Advertisement

200 Hurt as Boston Commuter Train Hits Freight Cars

Share
Associated Press

A train packed with commuters slammed into a freight train in the fog Wednesday morning, injuring 200 people as passengers were hurled through the cars seconds after the conductor yelled: “Brace yourselves.”

Although most suffered only cuts and bruises in the crash of the four-car commuter train from Framingham, about 50 people were taken away on stretchers and five were seriously hurt.

“I was reading my paper and then--bang. There was no warning. People really went flying. Pretty much everybody was banged up,” Myron Feld of Wellesley said.

Advertisement

Witnesses said the commuter train, which was carrying about 550 people, managed to slow down just before hitting the halted freight train.

Several passengers said the conductor yelled, “Brace yourselves,” to the occupants of the first car just before the crash.

Glass, shoes and other debris went flying as the passengers were pitched forward after the crash, witnesses said.

“A lot of people couldn’t move. They were stuck in the aisles,” Rob Ball of Wellesley said. “There was a lot of blood.”

Ambulance workers wrapped wounds and calmed passengers who were “screaming . . . yelling for doctors,” Tim Chattma of Framingham said.

Pineapples and computer screens spilled from the freight train and were strewn along the tracks.

Advertisement

Neither train derailed.

A speed recorder in the commuter train showed that it was traveling at 15 m.p.h.--the top speed allowed along the stretch of track--when it hit the freight train, a spokesman for the National Transportation Safety Board said.
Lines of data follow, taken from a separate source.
//! Save coordination.
//!
//! A save writes through the backend, and only after the backend confirms
//! success does it evict the cache entry, clear the dirty flag, refresh the
//! sync status, and report "Saved locally". Saves to the same path are
//! serialized, and the eviction is guarded by the cache revision, so an edit
//! typed while a save is in flight is never dropped.

use std::collections::HashMap;
use std::sync::Arc;
use std::time::Duration;

use tokio::sync::Mutex;
use tracing::{debug, info, warn};

use super::state::WorkspaceContext;
use crate::backend::WorkspaceBackend;
use crate::model::Phase;

/// Shown after an explicit save succeeds.
pub const SAVED_MESSAGE: &str = "Saved locally";
/// Fallback when a failed save carries no message.
pub const SAVE_FAILED_FALLBACK: &str = "Failed to save";

/// How long "Saved locally" stays up.
pub const SAVED_REVERT: Duration = Duration::from_millis(2_000);
/// How long any error stays up.
pub const ERROR_REVERT: Duration = Duration::from_millis(5_000);

/// Result of a user-visible action.
#[derive(Debug, Clone, PartialEq, Eq)]
pub enum ActionOutcome {
    /// The action ran and succeeded.
    Done,
    /// Nothing to do (no document open, wrong target, no remote).
    Skipped,
    /// The action ran and failed; the message is what the status shows.
    Failed(String),
}

impl ActionOutcome {
    #[must_use]
    pub const fn is_failed(&self) -> bool {
        matches!(self, Self::Failed(_))
    }
}

/// Writes documents through the backend and reports the outcome.
pub struct SaveCoordinator<B> {
    ctx: WorkspaceContext<B>,
    in_flight: Arc<Mutex<HashMap<String, Arc<Mutex<()>>>>>,
}

impl<B> Clone for SaveCoordinator<B> {
    fn clone(&self) -> Self {
        Self {
            ctx: self.ctx.clone(),
            in_flight: Arc::clone(&self.in_flight),
        }
    }
}

impl<B: WorkspaceBackend> SaveCoordinator<B> {
    pub fn new(ctx: WorkspaceContext<B>) -> Self {
        Self {
            ctx,
            in_flight: Arc::new(Mutex::new(HashMap::new())),
        }
    }

    /// Save `content` for `path`, which must be the open document.
    ///
    /// With `is_autosave`, success leaves a sticky Saved phase with no message;
    /// otherwise it shows "Saved locally" for two seconds. Failure shows the
    /// error for five seconds.
    pub async fn save(&self, path: &str, content: &str, is_autosave: bool) -> ActionOutcome {
        let is_open = self
            .ctx
            .state
            .document
            .lock()
            .await
            .as_ref()
            .is_some_and(|doc| doc.path == path);
        if !is_open {
            debug!(path, "Save skipped: not the open document");
            return ActionOutcome::Skipped;
        }

        // Anything put after this point is newer than `content`.
        let revision = self.ctx.state.cache.lock().await.revision(path);

        let path_lock = self.path_lock(path).await;
        let outcome = {
            let _serialized = path_lock.lock().await;
            self.save_serialized(path, content, revision, is_autosave)
                .await
        };
        self.release_path_lock(path, path_lock).await;
        outcome
    }

    async fn save_serialized(
        &self,
        path: &str,
        content: &str,
        revision: Option<u64>,
        is_autosave: bool,
    ) -> ActionOutcome {
        if !is_autosave {
            self.ctx
                .status
                .set(Phase::Saving, "Saving...", Duration::ZERO)
                .await;
        }

        match self.ctx.backend.save(path, content).await {
            Ok(()) => {
                self.after_success(path, content, revision).await;
                info!(path, is_autosave, "Saved");

                if let Err(e) = self.ctx.refresh_status().await {
                    warn!(error = %e, "Status refresh after save failed");
                }

                if is_autosave {
                    self.ctx.status.set(Phase::Saved, "", Duration::ZERO).await;
                } else {
                    self.ctx
                        .status
                        .set(Phase::Saved, SAVED_MESSAGE, SAVED_REVERT)
                        .await;
                }
                ActionOutcome::Done
            }
            Err(e) => {
                let message = e.message_or(SAVE_FAILED_FALLBACK);
                warn!(path, error = %message, "Save failed");
                self.ctx
                    .status
                    .set(Phase::Error, message.clone(), ERROR_REVERT)
                    .await;
                ActionOutcome::Failed(message)
            }
        }
    }

    /// Evict the cache entry and clear the dirty flag, unless newer edits arrived.
    async fn after_success(&self, path: &str, content: &str, revision: Option<u64>) {
        let buffer_gone = {
            let mut cache = self.ctx.state.cache.lock().await;
            let evicted = revision.is_some_and(|rev| cache.evict_if_unchanged(path, rev));
            evicted || !cache.contains(path)
        };
        if !buffer_gone {
            debug!(path, "Newer edits arrived during save; keeping buffer");
            return;
        }

        let mut document = self.ctx.state.document.lock().await;
        if let Some(doc) = document.as_mut() {
            if doc.path == path && doc.content == content {
                doc.dirty = false;
            }
        }
    }

    async fn path_lock(&self, path: &str) -> Arc<Mutex<()>> {
        let mut locks = self.in_flight.lock().await;
        Arc::clone(locks.entry(path.to_string()).or_default())
    }

    /// Forget the lock for `path` once nobody else holds or waits on it.
    async fn release_path_lock(&self, path: &str, path_lock: Arc<Mutex<()>>) {
        let mut locks = self.in_flight.lock().await;
        // One reference in the map, one here.
        if Arc::strong_count(&path_lock) == 2 {
            locks.remove(path);
        }
    }

    #[cfg(test)]
    async fn tracked_paths(&self) -> usize {
        self.in_flight.lock().await.len()
    }
}
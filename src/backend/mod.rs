//! Backing stores for a notes workspace.
//!
//! The workspace core never touches disks or remotes directly. It calls the
//! operations of [`WorkspaceBackend`] and reacts to their outcomes:
//!
//! ```text
//! ┌──────────────────────┐
//! │  WorkspaceSession    │
//! │ (save/sync/poll)     │
//! └──────────┬───────────┘
//!            │ WorkspaceBackend
//!     ┌──────┼──────────┐
//!     ▼      ▼          ▼
//! ┌──────┐ ┌─────┐ ┌────────┐
//! │Local │ │ Git │ │ Bucket │
//! └──────┘ └─────┘ └────────┘
//!     │      │          │
//!     ▼      ▼          ▼
//!   files  git CLI   object dir
//! ```
//!
//! Every operation returns [`ApiResult`], so failure handling at the call
//! site is exhaustive.

pub mod bucket;
pub mod files;
pub mod git;
pub mod hash;
pub mod local;

use std::future::Future;
use std::path::PathBuf;

use crate::error::{ApiError, ApiResult, Error, Result};
use crate::model::{CommitOutcome, Provider, SyncStatus, TreeEntry};

pub use bucket::BucketBackend;
pub use files::DocumentStore;
pub use git::GitBackend;
pub use local::LocalBackend;

/// Operations the workspace core performs against its backing store.
///
/// All methods are async. Implementations must be cheap to share behind an
/// `Arc`, since timers and pollers call them from spawned tasks.
pub trait WorkspaceBackend: Send + Sync + 'static {
    /// Which kind of store this is.
    fn provider(&self) -> Provider;

    /// Persist `content` at `path`.
    fn save(&self, path: &str, content: &str) -> impl Future<Output = ApiResult<()>> + Send;

    /// On-disk content of a document.
    fn read(&self, path: &str) -> impl Future<Output = ApiResult<String>> + Send;

    /// Current sync status.
    fn status(&self) -> impl Future<Output = ApiResult<SyncStatus>> + Send;

    /// Document hierarchy.
    fn list_tree(&self) -> impl Future<Output = ApiResult<Vec<TreeEntry>>> + Send;

    /// Remove a document.
    fn delete(&self, path: &str) -> impl Future<Output = ApiResult<()>> + Send;

    /// Move a document.
    fn rename(&self, from: &str, to: &str) -> impl Future<Output = ApiResult<()>> + Send;

    /// Record all working-copy changes (git only).
    fn commit_all(&self, message: &str)
    -> impl Future<Output = ApiResult<CommitOutcome>> + Send;

    /// Commit everything, then push (git only).
    fn commit_and_push_all(&self) -> impl Future<Output = ApiResult<CommitOutcome>> + Send;

    /// Send local changes to the remote. Doubles as "sync" for object storage.
    fn push(&self) -> impl Future<Output = ApiResult<()>> + Send;

    /// Bring remote changes into the working copy.
    fn pull(&self) -> impl Future<Output = ApiResult<()>> + Send;

    /// Refresh knowledge of the remote without touching the working copy.
    fn fetch(&self) -> impl Future<Output = ApiResult<()>> + Send;

    /// Warm-up call made when background reconciliation starts.
    fn start_auto_push(&self) -> impl Future<Output = ApiResult<()>> + Send;
}

/// Run blocking filesystem work off the async executor.
pub(crate) async fn blocking<T, F>(f: F) -> ApiResult<T>
where
    F: FnOnce() -> ApiResult<T> + Send + 'static,
    T: Send + 'static,
{
    tokio::task::spawn_blocking(f)
        .await
        .map_err(|e| ApiError::new(format!("Background task failed: {e}")))?
}

/// Error returned by remote operations on a store that has none.
pub(crate) fn no_remote(provider: Provider) -> ApiError {
    match provider {
        Provider::Local => ApiError::new("Local workspaces have no remote"),
        Provider::Git | Provider::ObjectStorage => {
            ApiError::new(format!("No remote configured for {provider}"))
        }
    }
}

/// Where and how to open a workspace.
#[derive(Debug, Clone)]
pub struct BackendSettings {
    pub root: PathBuf,
    pub provider: Provider,
    /// Bucket location, required for object storage.
    pub bucket: Option<PathBuf>,
}

/// A backend chosen at runtime.
///
/// The trait uses `impl Future` returns and is not object-safe, so runtime
/// selection goes through this enum instead of `Box<dyn ..>`.
#[derive(Debug, Clone)]
pub enum AnyBackend {
    Local(LocalBackend),
    Git(GitBackend),
    Bucket(BucketBackend),
}

/// Open the backend described by `settings`.
///
/// # Errors
///
/// Returns an error if the workspace root does not exist, or if object
/// storage is selected without a bucket.
pub fn open_backend(settings: &BackendSettings) -> Result<AnyBackend> {
    if !settings.root.is_dir() {
        return Err(Error::WorkspaceNotFound {
            path: settings.root.clone(),
        });
    }

    let backend = match settings.provider {
        Provider::Local => AnyBackend::Local(LocalBackend::new(&settings.root)),
        Provider::Git => AnyBackend::Git(GitBackend::new(&settings.root)),
        Provider::ObjectStorage => {
            let bucket = settings.bucket.clone().ok_or_else(|| {
                Error::Config("object storage needs a bucket (workspace.bucket)".to_string())
            })?;
            AnyBackend::Bucket(BucketBackend::new(&settings.root, bucket))
        }
    };

    tracing::debug!(provider = %settings.provider, root = %settings.root.display(), "Opened backend");
    Ok(backend)
}

macro_rules! delegate {
    ($self:ident, $b:ident => $call:expr) => {
        match $self {
            AnyBackend::Local($b) => $call,
            AnyBackend::Git($b) => $call,
            AnyBackend::Bucket($b) => $call,
        }
    };
}

impl WorkspaceBackend for AnyBackend {
    fn provider(&self) -> Provider {
        delegate!(self, b => b.provider())
    }

    async fn save(&self, path: &str, content: &str) -> ApiResult<()> {
        delegate!(self, b => b.save(path, content).await)
    }

    async fn read(&self, path: &str) -> ApiResult<String> {
        delegate!(self, b => b.read(path).await)
    }

    async fn status(&self) -> ApiResult<SyncStatus> {
        delegate!(self, b => b.status().await)
    }

    async fn list_tree(&self) -> ApiResult<Vec<TreeEntry>> {
        delegate!(self, b => b.list_tree().await)
    }

    async fn delete(&self, path: &str) -> ApiResult<()> {
        delegate!(self, b => b.delete(path).await)
    }

    async fn rename(&self, from: &str, to: &str) -> ApiResult<()> {
        delegate!(self, b => b.rename(from, to).await)
    }

    async fn commit_all(&self, message: &str) -> ApiResult<CommitOutcome> {
        delegate!(self, b => b.commit_all(message).await)
    }

    async fn commit_and_push_all(&self) -> ApiResult<CommitOutcome> {
        delegate!(self, b => b.commit_and_push_all().await)
    }

    async fn push(&self) -> ApiResult<()> {
        delegate!(self, b => b.push().await)
    }

    async fn pull(&self) -> ApiResult<()> {
        delegate!(self, b => b.pull().await)
    }

    async fn fetch(&self) -> ApiResult<()> {
        delegate!(self, b => b.fetch().await)
    }

    async fn start_auto_push(&self) -> ApiResult<()> {
        delegate!(self, b => b.start_auto_push().await)
    }
}

#[cfg(test)]
mod tests {
    use super::*;
    use tempfile::TempDir;

    #[test]
    fn test_open_backend_missing_root() {
        let settings = BackendSettings {
            root: PathBuf::from("/definitely/not/a/workspace"),
            provider: Provider::Local,
            bucket: None,
        };
        let err = open_backend(&settings).unwrap_err();
        assert!(matches!(err, Error::WorkspaceNotFound { .. }));
    }

    #[test]
    fn test_open_backend_bucket_required() {
        let temp = TempDir::new().unwrap();
        let settings = BackendSettings {
            root: temp.path().to_path_buf(),
            provider: Provider::ObjectStorage,
            bucket: None,
        };
        assert!(matches!(open_backend(&settings), Err(Error::Config(_))));
    }

    #[tokio::test]
    async fn test_any_backend_delegates() {
        let temp = TempDir::new().unwrap();
        let settings = BackendSettings {
            root: temp.path().to_path_buf(),
            provider: Provider::Local,
            bucket: None,
        };
        let backend = open_backend(&settings).unwrap();
        assert_eq!(backend.provider(), Provider::Local);

        backend.save("a.md", "hello").await.unwrap();
        assert_eq!(backend.read("a.md").await.unwrap(), "hello");
        assert!(backend.push().await.is_err());
    }
}
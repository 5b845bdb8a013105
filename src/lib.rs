//! notesync - keep a notes workspace in sync with git, object storage, or a local folder
//!
//! This crate provides the workspace synchronization core and the `ns` CLI.
//!
//! # Architecture
//!
//! - [`workspace`] - Session core: unsaved-content cache, autosave, save
//!   coordination, remote sync, background reconciliation, transient status
//! - [`backend`] - Backing stores (local folder, git working copy, bucket)
//! - [`model`] - Data types (Provider, SyncStatus, TransientStatus, TreeEntry)
//! - [`config`] - Configuration management
//! - [`cli`] - Command-line interface using clap
//! - [`error`] - Error types and handling

#![forbid(unsafe_code)]
#![warn(clippy::pedantic)]
#![allow(clippy::module_name_repetitions)]

pub mod backend;
pub mod cli;
pub mod config;
pub mod error;
pub mod model;
pub mod workspace;

pub use error::{Error, Result};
The crash occurred near the entrance to a Conrail freight yard, said Vincent Carbona, spokesman for the Massachusetts Bay Transportation Authority, owner of the commuter train, which is operated under contract by the Boston & Maine Railroad.

Conrail spokesman Bob Libkind said that about a third of the freight train’s 69 cars had been moved into the yard and those hit were waiting to be switched to another line.

Safety board officials were investigating.